[Stored data entries]:
+++

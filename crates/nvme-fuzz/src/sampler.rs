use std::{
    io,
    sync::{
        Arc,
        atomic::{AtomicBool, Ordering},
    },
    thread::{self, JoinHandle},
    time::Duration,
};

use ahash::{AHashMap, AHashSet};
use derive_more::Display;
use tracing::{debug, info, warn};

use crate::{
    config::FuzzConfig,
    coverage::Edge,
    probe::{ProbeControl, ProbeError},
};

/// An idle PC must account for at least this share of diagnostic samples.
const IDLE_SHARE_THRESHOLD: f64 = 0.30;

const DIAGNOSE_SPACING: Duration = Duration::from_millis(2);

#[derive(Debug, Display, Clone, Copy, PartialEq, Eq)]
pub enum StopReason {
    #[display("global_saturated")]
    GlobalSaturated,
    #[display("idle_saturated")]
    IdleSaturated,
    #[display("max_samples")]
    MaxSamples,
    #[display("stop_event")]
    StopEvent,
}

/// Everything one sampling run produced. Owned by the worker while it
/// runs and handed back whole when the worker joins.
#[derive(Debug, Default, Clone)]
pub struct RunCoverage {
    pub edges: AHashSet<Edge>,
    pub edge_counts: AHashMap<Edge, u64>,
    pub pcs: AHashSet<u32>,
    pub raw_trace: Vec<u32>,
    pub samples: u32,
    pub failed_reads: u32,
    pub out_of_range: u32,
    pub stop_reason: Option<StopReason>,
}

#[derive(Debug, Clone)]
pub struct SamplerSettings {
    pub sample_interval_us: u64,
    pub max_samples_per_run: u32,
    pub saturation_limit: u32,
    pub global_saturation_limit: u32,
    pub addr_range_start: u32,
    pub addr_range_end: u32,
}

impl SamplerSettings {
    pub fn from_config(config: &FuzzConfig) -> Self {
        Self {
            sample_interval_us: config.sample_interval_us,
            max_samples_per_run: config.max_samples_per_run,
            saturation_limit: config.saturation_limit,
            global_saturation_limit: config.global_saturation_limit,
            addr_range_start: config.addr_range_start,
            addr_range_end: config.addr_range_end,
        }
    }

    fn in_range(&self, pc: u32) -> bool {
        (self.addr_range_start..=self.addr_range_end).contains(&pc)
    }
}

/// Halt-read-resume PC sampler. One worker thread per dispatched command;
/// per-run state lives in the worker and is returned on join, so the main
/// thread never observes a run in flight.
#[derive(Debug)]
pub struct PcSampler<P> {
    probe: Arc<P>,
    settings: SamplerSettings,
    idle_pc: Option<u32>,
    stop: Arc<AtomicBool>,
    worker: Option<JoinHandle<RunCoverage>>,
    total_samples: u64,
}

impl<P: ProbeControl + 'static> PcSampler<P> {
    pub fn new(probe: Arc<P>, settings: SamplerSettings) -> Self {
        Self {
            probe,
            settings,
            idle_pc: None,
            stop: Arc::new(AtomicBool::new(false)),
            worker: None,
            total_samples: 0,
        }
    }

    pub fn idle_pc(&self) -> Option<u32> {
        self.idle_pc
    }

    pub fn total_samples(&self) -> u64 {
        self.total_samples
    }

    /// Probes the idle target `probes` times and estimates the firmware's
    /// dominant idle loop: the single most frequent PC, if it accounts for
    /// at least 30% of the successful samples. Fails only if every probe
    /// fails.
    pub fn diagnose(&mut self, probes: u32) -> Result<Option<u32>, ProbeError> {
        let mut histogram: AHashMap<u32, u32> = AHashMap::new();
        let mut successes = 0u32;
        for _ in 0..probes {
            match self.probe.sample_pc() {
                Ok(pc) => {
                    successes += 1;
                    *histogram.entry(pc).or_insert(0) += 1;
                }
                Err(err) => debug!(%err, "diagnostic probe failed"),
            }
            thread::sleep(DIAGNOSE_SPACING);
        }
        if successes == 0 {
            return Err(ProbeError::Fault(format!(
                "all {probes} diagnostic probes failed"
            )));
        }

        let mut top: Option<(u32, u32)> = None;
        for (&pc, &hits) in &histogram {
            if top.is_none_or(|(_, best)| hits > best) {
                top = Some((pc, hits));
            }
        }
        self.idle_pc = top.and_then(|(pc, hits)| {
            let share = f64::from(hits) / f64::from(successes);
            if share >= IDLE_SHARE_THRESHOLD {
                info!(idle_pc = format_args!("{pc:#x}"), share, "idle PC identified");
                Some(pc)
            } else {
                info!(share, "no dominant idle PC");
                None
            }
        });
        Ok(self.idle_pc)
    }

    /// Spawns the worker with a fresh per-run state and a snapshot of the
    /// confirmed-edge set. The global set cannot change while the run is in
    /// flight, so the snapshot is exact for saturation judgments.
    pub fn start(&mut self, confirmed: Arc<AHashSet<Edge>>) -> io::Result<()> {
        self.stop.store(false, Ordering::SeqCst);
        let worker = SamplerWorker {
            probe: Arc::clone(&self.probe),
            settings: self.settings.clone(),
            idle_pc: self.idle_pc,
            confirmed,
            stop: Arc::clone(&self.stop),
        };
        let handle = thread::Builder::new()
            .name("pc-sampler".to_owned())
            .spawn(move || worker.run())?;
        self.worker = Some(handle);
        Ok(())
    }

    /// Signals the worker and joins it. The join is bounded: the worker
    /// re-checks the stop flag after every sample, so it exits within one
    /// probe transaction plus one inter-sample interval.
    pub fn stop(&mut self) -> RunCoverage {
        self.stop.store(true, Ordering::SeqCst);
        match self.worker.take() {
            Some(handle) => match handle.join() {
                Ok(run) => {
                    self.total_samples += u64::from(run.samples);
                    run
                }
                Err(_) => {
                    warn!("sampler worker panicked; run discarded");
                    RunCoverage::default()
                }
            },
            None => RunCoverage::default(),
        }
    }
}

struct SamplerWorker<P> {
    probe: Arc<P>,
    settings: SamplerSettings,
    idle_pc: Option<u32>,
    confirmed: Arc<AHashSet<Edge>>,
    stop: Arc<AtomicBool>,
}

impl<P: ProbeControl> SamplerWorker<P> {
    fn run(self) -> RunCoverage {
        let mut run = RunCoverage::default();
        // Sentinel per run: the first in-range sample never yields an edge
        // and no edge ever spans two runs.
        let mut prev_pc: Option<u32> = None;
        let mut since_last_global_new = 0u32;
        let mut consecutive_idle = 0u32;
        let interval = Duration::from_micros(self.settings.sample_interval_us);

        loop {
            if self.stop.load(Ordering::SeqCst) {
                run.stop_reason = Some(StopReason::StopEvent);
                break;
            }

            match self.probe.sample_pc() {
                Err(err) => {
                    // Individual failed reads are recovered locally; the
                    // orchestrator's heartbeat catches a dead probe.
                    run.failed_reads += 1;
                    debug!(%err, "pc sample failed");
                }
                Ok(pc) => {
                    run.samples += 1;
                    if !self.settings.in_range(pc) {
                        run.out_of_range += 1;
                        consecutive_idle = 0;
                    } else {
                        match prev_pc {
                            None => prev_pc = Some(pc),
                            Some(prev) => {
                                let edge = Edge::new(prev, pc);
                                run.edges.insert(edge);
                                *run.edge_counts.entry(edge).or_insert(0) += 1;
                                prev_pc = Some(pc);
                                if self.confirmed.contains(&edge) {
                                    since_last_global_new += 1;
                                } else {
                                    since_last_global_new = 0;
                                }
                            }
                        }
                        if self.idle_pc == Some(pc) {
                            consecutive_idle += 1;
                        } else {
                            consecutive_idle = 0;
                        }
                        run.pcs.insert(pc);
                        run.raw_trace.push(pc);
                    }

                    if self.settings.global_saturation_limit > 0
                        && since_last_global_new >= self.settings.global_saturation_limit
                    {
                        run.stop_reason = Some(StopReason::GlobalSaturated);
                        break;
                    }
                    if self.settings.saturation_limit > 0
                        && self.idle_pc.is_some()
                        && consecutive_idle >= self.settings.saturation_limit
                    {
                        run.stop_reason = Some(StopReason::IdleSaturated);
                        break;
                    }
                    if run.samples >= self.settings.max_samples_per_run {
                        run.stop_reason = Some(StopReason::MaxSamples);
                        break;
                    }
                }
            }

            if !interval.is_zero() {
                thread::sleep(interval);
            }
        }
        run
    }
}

+++

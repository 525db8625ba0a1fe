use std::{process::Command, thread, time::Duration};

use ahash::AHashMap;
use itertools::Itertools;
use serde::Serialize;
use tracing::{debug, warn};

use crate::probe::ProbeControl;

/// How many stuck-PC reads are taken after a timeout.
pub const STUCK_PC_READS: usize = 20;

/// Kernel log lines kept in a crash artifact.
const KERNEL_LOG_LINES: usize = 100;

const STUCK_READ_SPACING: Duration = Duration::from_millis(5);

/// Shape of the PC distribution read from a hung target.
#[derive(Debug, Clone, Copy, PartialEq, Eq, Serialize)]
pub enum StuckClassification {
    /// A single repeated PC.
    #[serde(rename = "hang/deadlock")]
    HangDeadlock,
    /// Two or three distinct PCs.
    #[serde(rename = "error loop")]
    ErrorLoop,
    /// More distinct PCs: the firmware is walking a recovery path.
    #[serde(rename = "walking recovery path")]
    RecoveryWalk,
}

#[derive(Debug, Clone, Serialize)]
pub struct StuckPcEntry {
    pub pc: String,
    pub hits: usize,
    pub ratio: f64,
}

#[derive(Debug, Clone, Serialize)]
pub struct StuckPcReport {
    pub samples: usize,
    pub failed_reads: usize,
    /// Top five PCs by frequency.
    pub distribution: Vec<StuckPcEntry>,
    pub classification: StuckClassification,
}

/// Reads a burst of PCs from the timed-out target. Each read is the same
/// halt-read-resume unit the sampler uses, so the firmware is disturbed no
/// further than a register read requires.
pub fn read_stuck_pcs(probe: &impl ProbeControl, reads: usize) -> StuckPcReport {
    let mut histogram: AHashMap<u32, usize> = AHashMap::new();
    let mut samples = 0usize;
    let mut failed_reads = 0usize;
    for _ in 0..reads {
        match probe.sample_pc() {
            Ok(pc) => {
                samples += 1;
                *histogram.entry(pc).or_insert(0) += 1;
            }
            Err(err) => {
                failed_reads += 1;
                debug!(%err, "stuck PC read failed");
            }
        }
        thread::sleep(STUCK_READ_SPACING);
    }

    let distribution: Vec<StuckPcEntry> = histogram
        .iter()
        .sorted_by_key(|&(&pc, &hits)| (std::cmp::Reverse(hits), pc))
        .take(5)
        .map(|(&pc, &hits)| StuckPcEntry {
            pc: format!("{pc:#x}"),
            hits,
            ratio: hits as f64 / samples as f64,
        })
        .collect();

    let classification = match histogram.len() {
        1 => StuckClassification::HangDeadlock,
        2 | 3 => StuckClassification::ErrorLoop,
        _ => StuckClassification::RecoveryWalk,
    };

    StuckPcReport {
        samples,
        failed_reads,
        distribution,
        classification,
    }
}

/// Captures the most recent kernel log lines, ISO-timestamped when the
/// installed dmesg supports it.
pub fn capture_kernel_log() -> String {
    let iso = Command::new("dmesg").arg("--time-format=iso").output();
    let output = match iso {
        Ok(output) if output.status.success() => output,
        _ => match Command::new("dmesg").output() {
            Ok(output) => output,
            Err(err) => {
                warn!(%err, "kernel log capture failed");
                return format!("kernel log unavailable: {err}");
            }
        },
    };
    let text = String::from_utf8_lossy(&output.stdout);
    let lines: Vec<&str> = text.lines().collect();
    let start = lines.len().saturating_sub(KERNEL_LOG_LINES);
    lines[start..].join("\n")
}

+++

[Assignment]: A single number is the whole answer: report how many lines in the data above include the word "ProbeControl".

[Answer box]: 5